Mapas tematicos Es un mapa que muestra la informacion de manera que las variables deseadas se pueden observar y contrastar. Muestra el comportamiento de los datos y lo que deseamos resaltar sobre dichos datos en el mapa.
Analizar y represenetar geografica y estadisticamente datos agricolas y del Departamento del Meta.
Por medio de R studio, se realizaron analisis estadisticos y geoestadisticos de las variables asociadas a la produccion agricola del departamento del Meta.
Se hizo uso de Sistemas de coordenadas de referencia que nos permiten tener una ubicacion geografica de forma digital y por lo tanto que se pueden proyectar y combinar con datos estadisticos para analizar y combinar informcion requerida.
Los datos agronomicos fueron tomados del reporte del Ministerio de Agricultura (2020) y los datos geograficos fueron tomados de los archivos del marco geoestadistico del municipio de META 2017 del geoportal del DANE (2020)

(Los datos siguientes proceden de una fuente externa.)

//! OSDU Common Library
#![deny(clippy::unwrap_used, clippy::expect_used)]
//!
//! Shared plumbing for the OSDU workspace members.
//!
//! - **Logging**: `tracing` subscriber setup with console/file targets and
//!   text/JSON formats, configurable from the environment.
//!
//! # Example
//!
//! ```no_run
//! use osdu_common::logging::{init_logging, LogConfig, LogLevel};
//!
//! let config = LogConfig::builder().level(LogLevel::Debug).build();
//! init_logging(&config).ok();
//! ```

pub mod logging;

pub use logging::{init_logging, LogConfig, LogFormat, LogLevel, LogOutput};
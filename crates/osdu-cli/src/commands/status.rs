//! `osdu status` command implementation
//!
//! Shows the state of ingestion workflow runs, optionally waiting for them.

use super::{new_table, OutputFormat};
use crate::api::OsduClient;
use crate::config::CliConfig;
use crate::dataload::{read_run_ids, RunRecord, RunStatus, StatusPoller};
use crate::error::{CliError, Result};
use crate::progress::create_spinner;
use chrono::{DateTime, Utc};
use std::path::PathBuf;
use std::time::Duration;

/// Which runs to look up
#[derive(Debug, Clone)]
pub enum RunSelection {
    Single(String),
    Log(PathBuf),
}

impl RunSelection {
    pub fn from_args(run_id: Option<String>, runid_log: Option<PathBuf>) -> Result<Self> {
        match (run_id, runid_log) {
            (Some(run_id), _) => Ok(RunSelection::Single(run_id)),
            (None, Some(path)) => Ok(RunSelection::Log(path)),
            (None, None) => Err(CliError::invalid_argument(
                "Specify either --runid or --runid-log",
            )),
        }
    }

    pub fn run_ids(&self) -> Result<Vec<String>> {
        match self {
            RunSelection::Single(run_id) => Ok(vec![run_id.clone()]),
            RunSelection::Log(path) => read_run_ids(path),
        }
    }
}

/// Show status of workflow runs
pub async fn run(
    config: &CliConfig,
    selection: RunSelection,
    wait: bool,
    poll_interval: Duration,
    output: OutputFormat,
) -> Result<()> {
    let run_ids = selection.run_ids()?;
    if run_ids.is_empty() {
        println!("No run ids to check.");
        return Ok(());
    }

    let client = OsduClient::new(config)?;
    let poller = StatusPoller::new(&client).with_poll_interval(poll_interval);

    let records = if wait {
        let spinner = create_spinner("Waiting for workflow runs");
        let records = poller
            .wait_with(&run_ids, |records| spinner.set_message(summarize(records)))
            .await;
        spinner.finish_and_clear();
        records?
    } else {
        poller.check(&run_ids).await?
    };

    println!("{}", render(&records, output)?);
    Ok(())
}

/// Render run records as JSON or a table
pub fn render(records: &[RunRecord], output: OutputFormat) -> Result<String> {
    match output {
        OutputFormat::Json => Ok(serde_json::to_string_pretty(records)?),
        OutputFormat::Table => Ok(render_table(records)),
    }
}

fn render_table(records: &[RunRecord]) -> String {
    let mut table = new_table(vec!["Run ID", "Status", "Started", "Ended", "Time Taken (s)"]);

    for record in records {
        table.add_row(vec![
            record.run_id.clone(),
            record.status.to_string(),
            format_timestamp(record.start_time),
            format_timestamp(record.end_time),
            record
                .duration
                .map(|d| format!("{:.1}", d))
                .unwrap_or_else(|| "-".to_string()),
        ]);
    }

    table.to_string()
}

fn format_timestamp(millis: Option<i64>) -> String {
    millis
        .and_then(DateTime::<Utc>::from_timestamp_millis)
        .map(|t| t.format("%Y-%m-%d %H:%M:%S").to_string())
        .unwrap_or_else(|| "-".to_string())
}

fn summarize(records: &[RunRecord]) -> String {
    let count = |status: RunStatus| records.iter().filter(|r| r.status == status).count();
    format!(
        "Waiting for workflow runs: {} running, {} finished, {} failed, {} unknown",
        count(RunStatus::Running),
        count(RunStatus::Finished),
        count(RunStatus::Failed),
        count(RunStatus::Unknown)
    )
}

El meta, departamento de la region orinoquia de Colombia, comprende desde la cordillera oriental hasta las llanuras limites con venezuela. El departamento tiene una superficie de 85.635 Km^2. Su capital es villavicencio y Se encuentra dividido en 29 Municipios.Su poblacion es de 979.638 habitantes. (Gobernacion del Meta, 2021)
Es un departamento Agricola y ganadero, aunque también tiene crecimiento economico en el sector turistico. Posee cultivos tecnificados de arroz, cacao, Sandia y palma africana, entre muchos otros cultivos de la region. (Banrep, 2021)

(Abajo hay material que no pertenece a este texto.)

// ============================================================================
// Schema
// ============================================================================

#[tokio::test]
async fn test_schema_list_passes_filters() {
    let server = MockServer::start().await;
    Mock::given(method("GET"))
        .and(path("/api/schema-service/v1/schema"))
        .and(query_param("limit", "10000"))
        .and(query_param("authority", "osdu"))
        .and(query_param("entity", "master-data--Well"))
        .respond_with(ResponseTemplate::new(200).set_body_json(json!({
            "schemaInfos": [{
                "schemaIdentity": { "id": "osdu:wks:master-data--Well:1.0.0" },
                "status": "PUBLISHED"
            }]
        })))
        .expect(1)
        .mount(&server)
        .await;

    let dir = TempDir::new().unwrap();
    let client = test_client(&server, &dir);
    let filter = SchemaFilter {
        authority: Some("osdu".into()),
        entity: Some("master-data--Well".into()),
        source: None,
    };

    let response = schema::list(&client, &filter).await.unwrap();
    assert_eq!(response["schemaInfos"][0]["status"], "PUBLISHED");
}

#[tokio::test]
async fn test_schema_add_registers_each_file() {
    let server = MockServer::start().await;
    Mock::given(method("POST"))
        .and(path("/api/schema-service/v1/schema"))
        .and(body_partial_json(json!({
            "schemaInfo": {
                "schemaIdentity": {
                    "authority": "test",
                    "source": "wks",
                    "entityType": "Thing",
                    "schemaVersionMajor": "1",
                    "schemaVersionMinor": "0",
                    "schemaVersionPatch": "2"
                },
                "status": "DEVELOPMENT"
            }
        })))
        .respond_with(ResponseTemplate::new(201).set_body_json(json!({ "id": "test:wks:Thing:1.0.2" })))
        .expect(2)
        .mount(&server)
        .await;

    let dir = TempDir::new().unwrap();
    let schemas = dir.path().join("schemas");
    fs::create_dir(&schemas).unwrap();
    fs::write(schemas.join("a.json"), r#"{"type": "object"}"#).unwrap();
    fs::write(schemas.join("b.json"), r#"{"type": "object", "title": "b"}"#).unwrap();
    let client = test_client(&server, &dir);

    let responses = schema::add(
        &client,
        &schemas,
        "test:wks:Thing:1.0.2",
        schema::DEFAULT_SCHEMA_STATUS,
    )
    .await
    .unwrap();
    assert_eq!(responses.len(), 2);
    assert_eq!(responses[0]["id"], "test:wks:Thing:1.0.2");
}

#[tokio::test]
async fn test_schema_add_rejects_malformed_kind() {
    let server = MockServer::start().await;
    Mock::given(method("POST"))
        .respond_with(ResponseTemplate::new(201))
        .expect(0)
        .mount(&server)
        .await;

    let dir = TempDir::new().unwrap();
    let file = dir.path().join("schema.json");
    fs::write(&file, "{}").unwrap();
    let client = test_client(&server, &dir);

    let err = schema::add(&client, &file, "test:wks:Thing", "DEVELOPMENT")
        .await
        .unwrap_err();
    assert!(matches!(err, CliError::InvalidArgument(_)));
}

#[tokio::test]
async fn test_schema_get_encodes_kind() {
    let server = MockServer::start().await;
    Mock::given(method("GET"))
        .and(path("/api/schema-service/v1/schema/osdu%3Awks%3AThing%3A1.0.0"))
        .respond_with(ResponseTemplate::new(200).set_body_json(json!({ "type": "object" })))
        .expect(1)
        .mount(&server)
        .await;

    let dir = TempDir::new().unwrap();
    let client = test_client(&server, &dir);

    let response = schema::get(&client, "osdu:wks:Thing:1.0.0").await.unwrap();
    assert_eq!(response["type"], "object");
}

// ============================================================================
// Legal and unit
// ============================================================================

#[tokio::test]
async fn test_legal_tags_render_as_table() {
    let server = MockServer::start().await;
    Mock::given(method("GET"))
        .and(path("/api/legal/v1/legaltags"))
        .respond_with(ResponseTemplate::new(200).set_body_json(json!({
            "legalTags": [{
                "name": "opendes-public",
                "description": "Public data",
                "properties": {
                    "securityClassification": "Public",
                    "personalData": "No Personal Data",
                    "exportClassification": "EAR99",
                    "originator": "Example"
                }
            }]
        })))
        .expect(1)
        .mount(&server)
        .await;

    let dir = TempDir::new().unwrap();
    let client = test_client(&server, &dir);

    let response = legal::list_tags(&client).await.unwrap();
    let table = legal::render_tags(&response, OutputFormat::Table).unwrap();
    assert!(table.contains("opendes-public"));
    assert!(table.contains("EAR99"));

    let json_output = legal::render_tags(&response, OutputFormat::Json).unwrap();
    let parsed: Value = serde_json::from_str(&json_output).unwrap();
    assert_eq!(parsed, response);
}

Sus topografía esta compuesta por llanuras en un 80%, sin embargo, tambien posee elevaciones importantes como el cerro El Nevado con 4.560 msnm y el paramo de Sumapaz a 4.000 msnm.
#Se lee el archivo con st_read y posteriormente se transforma el sistema de coordenadas geografico a plantas, y se da el origen de MAGNA Bogotá
m_meta = st_read("MGN2017_50_META/50_META/ADMINISTRATIVO/MGN_MPIO_POLITICO.shp")

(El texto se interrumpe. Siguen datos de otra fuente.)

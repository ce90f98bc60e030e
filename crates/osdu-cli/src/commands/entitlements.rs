//! `osdu entitlements` command implementation
//!
//! Groups of the calling user and membership of a group.

use super::{render_listing, to_json, Column, OutputFormat};
use crate::api::{endpoints, GroupMember, MemberRole, OsduClient, Service};
use crate::config::CliConfig;
use crate::error::Result;
use serde_json::Value;
use tracing::info;

const GROUP_COLUMNS: &[Column] = &[
    ("Name", "/name"),
    ("Email", "/email"),
    ("Description", "/description"),
];

const MEMBER_COLUMNS: &[Column] = &[("Email", "/email"), ("Role", "/role")];

pub async fn my_groups(client: &OsduClient) -> Result<Value> {
    client
        .get_json(Service::Entitlements, endpoints::my_groups_path())
        .await
}

pub async fn members(client: &OsduClient, group: &str) -> Result<Value> {
    client
        .get_json(Service::Entitlements, &endpoints::group_members_path(group))
        .await
}

pub async fn add_member(
    client: &OsduClient,
    group: &str,
    member: &str,
    role: MemberRole,
) -> Result<Value> {
    let body = GroupMember {
        email: member.to_string(),
        role,
    };
    let response = client
        .post_json(
            Service::Entitlements,
            &endpoints::group_members_path(group),
            &body,
        )
        .await?;
    info!(group, member, ?role, "Member added");
    Ok(response)
}

pub async fn remove_member(client: &OsduClient, group: &str, member: &str) -> Result<()> {
    client
        .delete(
            Service::Entitlements,
            &endpoints::group_member_path(group, member),
            &[204],
        )
        .await?;
    info!(group, member, "Member removed");
    Ok(())
}

pub async fn run_my_groups(config: &CliConfig, output: OutputFormat) -> Result<()> {
    let client = OsduClient::new(config)?;
    let response = my_groups(&client).await?;
    println!("{}", render_listing(&response, "/groups", GROUP_COLUMNS, output)?);
    Ok(())
}

pub async fn run_members(config: &CliConfig, group: &str, output: OutputFormat) -> Result<()> {
    let client = OsduClient::new(config)?;
    let response = members(&client, group).await?;
    println!("{}", render_listing(&response, "/members", MEMBER_COLUMNS, output)?);
    Ok(())
}

pub async fn run_add_member(
    config: &CliConfig,
    group: &str,
    member: &str,
    role: MemberRole,
) -> Result<()> {
    let client = OsduClient::new(config)?;
    let response = add_member(&client, group, member, role).await?;
    println!("{}", to_json(&response)?);
    Ok(())
}

pub async fn run_remove_member(config: &CliConfig, group: &str, member: &str) -> Result<()> {
    let client = OsduClient::new(config)?;
    remove_member(&client, group, member).await?;
    println!("Removed {} from {}", member, group);
    Ok(())
}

m_meta$KM2 <- st_area(st_transform(m_meta, 3116))/1E6
#Nos aseguramos que los datos sean numericos
m_meta$KM2 <- as.numeric(m_meta$KM2)
m_meta$KM2 <- round(m_meta$KM2,2)
min(m_meta$KM2)
max(m_meta$KM2)
#mapa
bins <- c( 117.34, 2000, 4000,6000,8000,10000,12000,14000,16000, 17260)
pal <- colorBin("RdYlBu", domain = m_meta$KM2, bins = bins)
mapa_meta <- leaflet(data =m_meta) %>%
addTiles() %>%
addPolygons(label = ~ MPIO_CNMBR,
popup = ~ KM2,
fillColor = ~pal(KM2),
color = "#444444",
weight = 1,
smoothFactor = 0.5,
opacity = 1.0,
fillOpacity = 0.5,
highlightOptions = highlightOptions(color = "white", weight = 2, bringToFront = TRUE)
) %>% addProviderTiles(providers$OpenStreetMap) %>%
addLegend("bottomleft", pal = pal, values = ~KM2,
title = "Area municipios [Km2] (DANE, 2018)",opacity = 1)
mapa_meta